Post-classical history


Medina (mod. al-Madinah, Saudi Arabia) is, after Mecca, the second holiest city in Islam, situated in an agriculturally rich oasis in the Hijaz to the north of Mecca.

In 622 the Prophet Muhammad, having been forced out of Mecca by polytheistic Quraysh kinsmen, withdrew to Medina, which thereupon became his base for preaching and military operations. The Prophet’s move to Medina is known as the hijra, and the Muslim calendar begins with the year of this event. Those who accompanied the Prophet from Mecca to Medina were known as muhājirūn, and their withdrawal from a city ruled by polytheists provided a precedent in later centuries for those Muslims who argued that Muslims under Christian rule, for example, in Palestine or Spain, should withdraw and seek refuge in a Muslim land.

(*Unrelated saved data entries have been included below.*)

//! End-to-end pipeline checks on a headless device.
//!
//! Every test returns early when no GPU adapter is available.

use aurora_engine::camera::CameraPose;
use aurora_engine::device::HeadlessGpu;
use aurora_engine::lights::{LightSet, PointLight};
use aurora_engine::mesh::MeshData;
use aurora_engine::params::PipelineParameters;
use aurora_engine::render::binding::Attachment;
use aurora_engine::render::readback::{CaptureTarget, luminance, read_hdr, read_rgba8};
use aurora_engine::render::targets::SCENE_FRAMEBUFFER;
use aurora_engine::render::{
    Extent, FinalImage, FrameDriver, FrameOutput, ImageRgba8, OutputImage, RenderCtx, RenderError,
    RenderTargetSet, SceneAssets, SceneDesc, TargetId,
};
use aurora_engine::time::FrameClock;
use glam::{Mat4, Vec3};

struct Harness {
    gpu: HeadlessGpu,
    driver: FrameDriver,
    assets: SceneAssets,
}

impl Harness {
    fn new(extent: Extent, lights: LightSet, params: PipelineParameters) -> Option<Self> {
        let gpu = HeadlessGpu::try_blocking()?;
        let ctx = RenderCtx::new(gpu.device(), gpu.queue());

        let driver = FrameDriver::new(
            ctx,
            wgpu::TextureFormat::Rgba8Unorm,
            extent,
            lights,
            params,
        )
        .expect("driver");

        let floor = MeshData::plane(10.0, 10.0)
            .transformed(Mat4::from_translation(Vec3::new(0.0, -0.5, 0.0)));
        let assets =
            SceneAssets::new(ctx, driver.scene_pass(), &SceneDesc::new(&floor)).expect("assets");

        Some(Self {
            gpu,
            driver,
            assets,
        })
    }

    fn ctx(&self) -> RenderCtx<'_> {
        RenderCtx::new(self.gpu.device(), self.gpu.queue())
    }

    /// Ticks once into a fresh capture target of `extent`.
    fn frame(&mut self, extent: Extent, pose: &CameraPose) -> (FrameOutput, CaptureTarget) {
        let capture = CaptureTarget::new(self.gpu.device(), extent);
        let ctx = RenderCtx::new(self.gpu.device(), self.gpu.queue());

        let mut encoder = ctx
            .device
            .create_command_encoder(&wgpu::CommandEncoderDescriptor {
                label: Some("test frame"),
            });
        let output = self
            .driver
            .tick(ctx, &mut encoder, pose, &self.assets, capture.output())
            .expect("tick");
        ctx.queue.submit(std::iter::once(encoder.finish()));

        (output, capture)
    }

    fn read(&self, capture: &CaptureTarget) -> ImageRgba8 {
        capture.read(self.ctx()).expect("readback")
    }
}

fn front_pose() -> CameraPose {
    CameraPose {
        position: Vec3::new(0.0, 2.0, 3.0),
        target: Vec3::ZERO,
        ..CameraPose::default()
    }
}

fn origin_light() -> LightSet {
    LightSet::single(PointLight {
        position: Vec3::ZERO,
        color: Vec3::ONE,
        intensity: 1.0,
        range: 4.0,
    })
}

fn no_aa() -> PipelineParameters {
    PipelineParameters {
        antialias_enabled: false,
        ..PipelineParameters::default()
    }
}

fn assert_all_targets(targets: &RenderTargetSet, extent: Extent) {
    assert_eq!(targets.extent(), extent);
    for target in targets.iter() {
        assert_eq!(target.extent, extent, "{:?}", target.id);
        assert_eq!(target.texture.width(), extent.width, "{:?}", target.id);
        assert_eq!(target.texture.height(), extent.height, "{:?}", target.id);
    }
}

#[test]
fn allocation_sizes_every_target_and_pairs_the_mrt() {
    let Some(gpu) = HeadlessGpu::try_blocking() else {
        return;
    };
    for extent in [Extent::new(1, 1), Extent::new(640, 480), Extent::new(37, 1013)] {
        let set = RenderTargetSet::allocate(gpu.device(), extent).expect("allocate");
        assert_all_targets(&set, extent);

        let fb = set.scene_framebuffer();
        assert_eq!(fb.colors, [TargetId::HdrColor, TargetId::BrightColor]);
        assert_eq!(fb.draw_buffers, 2);
        assert_eq!(set.get(TargetId::HdrColor).format(), wgpu::TextureFormat::Rgba16Float);
        assert_eq!(set.get(TargetId::AaInput).format(), wgpu::TextureFormat::Rgba8Unorm);
        set.release();
    }
}

#[test]
fn allocation_rejects_empty_and_oversized_extents() {
    let Some(gpu) = HeadlessGpu::try_blocking() else {
        return;
    };
    let max = gpu.device().limits().max_texture_dimension_2d;

    for extent in [Extent::new(0, 600), Extent::new(max + 1, 4)] {
        match RenderTargetSet::allocate(gpu.device(), extent) {
            Err(RenderError::TargetAllocation { width, height, .. }) => {
                assert_eq!((width, height), (extent.width, extent.height));
            }
            Err(other) => panic!("unexpected error: {other}"),
            Ok(_) => panic!("{extent:?} should not allocate"),
        }
    }
}

#[test]
fn frame_binds_the_expected_framebuffers() {
    let extent = Extent::new(160, 120);
    let Some(mut h) = Harness::new(extent, origin_light(), PipelineParameters::default()) else {
        return;
    };
    let (output, _capture) = h.frame(extent, &front_pose());
    assert_eq!(output.final_image, FinalImage::Antialiased);

    let bound = h.driver.bindings().bound();
    let labels: Vec<&str> = bound.iter().map(|r| r.label).collect();
    assert_eq!(labels.len(), 1 + 10 + 1 + 1);
    assert_eq!(labels[0], "scene mrt");
    assert_eq!(labels[11], "aa input");
    assert_eq!(labels[12], "fxaa output");

    let scene = &bound[0];
    assert_eq!(
        scene.colors,
        SCENE_FRAMEBUFFER.colors.map(Attachment::Target).to_vec()
    );
    assert_eq!(scene.depth, Some(Attachment::Target(TargetId::Depth)));
    assert_eq!(scene.draw_buffers, 2);
    assert!(bound[1..].iter().all(|r| r.colors.len() == 1 && r.draw_buffers == 1));

    let draws: Vec<(&str, u32)> = h
        .driver
        .bindings()
        .draws()
        .iter()
        .filter(|d| d.framebuffer == "scene mrt")
        .map(|d| (d.pipeline, d.draw_buffers))
        .collect();
    assert_eq!(
        draws,
        vec![("skybox", 1), ("scene lit", 1), ("emissive", 2)]
    );
    assert!(h.driver.bindings().current().is_none());
}

#[test]
fn reallocating_at_the_same_size_keeps_dimensions() {
    let extent = Extent::new(320, 200);
    let Some(mut h) = Harness::new(extent, origin_light(), no_aa()) else {
        return;
    };
    let ctx = RenderCtx::new(h.gpu.device(), h.gpu.queue());

    assert!(!h.driver.sync_size(ctx, extent).expect("sync"));
    h.driver.reallocate(ctx, extent).expect("reallocate");
    assert_all_targets(h.driver.targets(), extent);

    let (output, _capture) = h.frame(extent, &front_pose());
    assert!(!output.reallocated);
}

#[test]
fn resize_then_render_uses_the_new_size() {
    let first = Extent::new(800, 600);
    let second = Extent::new(1024, 768);
    let Some(mut h) = Harness::new(first, origin_light(), PipelineParameters::default()) else {
        return;
    };
    let pose = front_pose();

    let (out, capture) = h.frame(first, &pose);
    assert_eq!(out.extent, first);
    assert_eq!(h.read(&capture).width, 800);

    let (out, capture) = h.frame(second, &pose);
    assert!(out.reallocated);
    assert_eq!(out.extent, second);
    assert_all_targets(h.driver.targets(), second);

    let image = h.read(&capture);
    assert_eq!((image.width, image.height), (1024, 768));
}

#[test]
fn output_size_drives_the_targets() {
    let Some(mut h) = Harness::new(Extent::new(64, 64), origin_light(), no_aa()) else {
        return;
    };
    let larger = Extent::new(128, 128);

    let (out, capture) = h.frame(larger, &front_pose());
    assert!(out.reallocated);
    assert_eq!(out.extent, larger);
    assert_all_targets(h.driver.targets(), larger);

    // The far corner is sky, never left untouched.
    let image = h.read(&capture);
    let [r, g, b, _] = image.pixel(127, 0).expect("corner");
    assert!(r > 0 || g > 0 || b > 0, "corner was not drawn");
}

#[test]
fn empty_output_fails_and_keeps_the_targets() {
    let extent = Extent::new(96, 64);
    let Some(mut h) = Harness::new(extent, origin_light(), no_aa()) else {
        return;
    };
    let capture = CaptureTarget::new(h.gpu.device(), extent);
    let ctx = RenderCtx::new(h.gpu.device(), h.gpu.queue());
    let mut encoder = ctx
        .device
        .create_command_encoder(&wgpu::CommandEncoderDescriptor { label: None });

    let empty = OutputImage::new(&capture.view, Extent::new(0, 0));
    match h
        .driver
        .tick(ctx, &mut encoder, &front_pose(), &h.assets, empty)
    {
        Err(RenderError::TargetAllocation { width, height, .. }) => {
            assert_eq!((width, height), (0, 0));
        }
        Err(other) => panic!("unexpected error: {other}"),
        Ok(_) => panic!("an empty output should not render"),
    }
    assert_all_targets(h.driver.targets(), extent);
}

#[test]
fn invalid_sky_faces_fall_back_to_the_gradient() {
    let Some(gpu) = HeadlessGpu::try_blocking() else {
        return;
    };
    let ctx = RenderCtx::new(gpu.device(), gpu.queue());
    let driver = FrameDriver::new(
        ctx,
        wgpu::TextureFormat::Rgba8Unorm,
        Extent::new(32, 32),
        origin_light(),
        no_aa(),
    )
    .expect("driver");

    let mut faces: [ImageRgba8; 6] = std::array::from_fn(|_| ImageRgba8::solid(8, 8, [40; 4]));
    faces[4] = ImageRgba8::solid(8, 4, [40; 4]);
    let floor = MeshData::plane(4.0, 4.0);
    let desc = SceneDesc {
        sky_faces: Some(&faces),
        marker_tint: 0.5,
        ..SceneDesc::new(&floor)
    };
    let assets = SceneAssets::new(ctx, driver.scene_pass(), &desc).expect("gradient fallback");
    assert_eq!(assets.markers.tint(), 0.5);
    assert_eq!(assets.markers.scale(), 0.2);
}

#[test]
fn disabled_antialiasing_copies_the_composite() {
    let extent = Extent::new(192, 144);
    let Some(mut h) = Harness::new(extent, origin_light(), no_aa()) else {
        return;
    };
    let (output, capture) = h.frame(extent, &front_pose());
    assert_eq!(output.final_image, FinalImage::Composite);

    let composite =
        read_rgba8(h.ctx(), &h.driver.targets().get(TargetId::AaInput).texture).expect("aa input");
    let final_image = h.read(&capture);
    assert_eq!(final_image, composite);
}

#[test]
fn fixed_inputs_render_identical_frames() {
    let extent = Extent::new(128, 96);
    let Some(mut h) = Harness::new(extent, LightSet::default(), PipelineParameters::default())
    else {
        return;
    };
    let mut clock = FrameClock::fixed(0.0);
    let pose = CameraPose::default();

    assert_eq!(clock.tick().dt, 0.0);
    let (_, a) = h.frame(extent, &pose);
    assert_eq!(clock.tick().dt, 0.0);
    let (_, b) = h.frame(extent, &pose);

    assert_eq!(h.read(&a), h.read(&b));
}

#[test]
fn lit_scene_has_a_visible_center() {
    let extent = Extent::new(256, 192);
    let Some(mut h) = Harness::new(extent, origin_light(), no_aa()) else {
        return;
    };
    let (output, capture) = h.frame(extent, &front_pose());
    assert_eq!(output.extent, extent);

    let image = h.read(&capture);
    assert_eq!((image.width, image.height), (256, 192));
    let center = image.center_rgb().expect("center pixel");
    assert!(luminance(center) > 0.0, "center {center:?}");
}

#[test]
fn only_markers_reach_the_bright_buffer() {
    let extent = Extent::new(128, 128);

    let dark = LightSet::single(PointLight {
        intensity: 0.0,
        ..PointLight::default()
    });
    let Some(mut h) = Harness::new(extent, dark, no_aa()) else {
        return;
    };
    h.frame(extent, &front_pose());
    let bright =
        read_hdr(h.ctx(), &h.driver.targets().get(TargetId::BrightColor).texture).expect("bright");
    assert_eq!(bright.max_rgb(), 0.0);

    let hdr = read_hdr(h.ctx(), &h.driver.targets().get(TargetId::HdrColor).texture).expect("hdr");
    assert!(hdr.max_rgb() > 0.0, "sky should still be drawn");

    *h.driver.lights_mut() = origin_light();
    h.frame(extent, &front_pose());
    let bright =
        read_hdr(h.ctx(), &h.driver.targets().get(TargetId::BrightColor).texture).expect("bright");
    assert!(bright.max_rgb() > 0.0);
}

#[test]
fn zero_blur_passes_bloom_from_bright() {
    let extent = Extent::new(64, 64);
    let params = PipelineParameters {
        blur_pass_count: 0,
        ..no_aa()
    };
    let Some(mut h) = Harness::new(extent, origin_light(), params) else {
        return;
    };
    let (output, _) = h.frame(extent, &front_pose());
    assert_eq!(output.bloom.target(), TargetId::BrightColor);
    assert!(h.driver.bindings().bound().iter().all(|r| {
        !r.colors.contains(&Attachment::Target(TargetId::Blur0))
            && !r.colors.contains(&Attachment::Target(TargetId::Blur1))
    }));
}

The Prophet died at Medina in 632 (the eleventh hijri year) and was buried in its chief mosque. Although a visit to Medina and the Prophet’s tomb is not formally part of the hajj (Islamic pilgrimage), most pilgrims would visit the Prophet’s tomb and pray there. According to medieval anti- Muslim polemic, the Prophet’s tomb seemed to float miraculously in midair, and this fraud was managed by magnets.

After the Prophet’s death, the place was of little political importance. It became something of a pleasure resort to which people retired who were looking for fun or just a quiet life. Medina was governed by the Sharifs of Mecca throughout the crusade period.